▸ Data extracts
//! # Value Objects
//!
//! Immutable types with validation and domain semantics.
//!
//! ## Location
//!
//! - [`PostalCode`]: Normalized 8-digit CEP
//! - [`GeoCoordinate`], [`Distance`]: Coordinates and haversine distance
//! - [`ShippingOrigin`]: The depot quotes are measured from
//!
//! ## Pricing
//!
//! - [`Money`]: Amounts in minor units
//! - [`ServiceTier`], [`DeliveryWindow`]: Tier vocabulary shared by all policies
//! - [`DistanceBreakpoints`], [`TierSchedule`], [`PrefixRules`],
//!   [`PerKilometerRate`]: Configurable policy parameters

pub mod geo;
pub mod money;
pub mod origin;
pub mod postal_code;
pub mod service_tier;
pub mod shipping_rules;

pub use geo::{Distance, EARTH_RADIUS_KM, GeoCoordinate, haversine_km};
pub use money::Money;
pub use origin::ShippingOrigin;
pub use postal_code::PostalCode;
pub use service_tier::{DeliveryWindow, ServiceTier};
pub use shipping_rules::{
    DistanceBreakpoints, PerKilometerRate, PrefixRules, TierSchedule, TierTerms,
};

▸ Exercise requirements
Return each line above where the word "DistanceBreakpoints" shows up.

▸ Your solution
//! - [`DistanceBreakpoints`], [`TierSchedule`], [`PrefixRules`],
    DistanceBreakpoints, PerKilometerRate, PrefixRules, TierSchedule, TierTerms,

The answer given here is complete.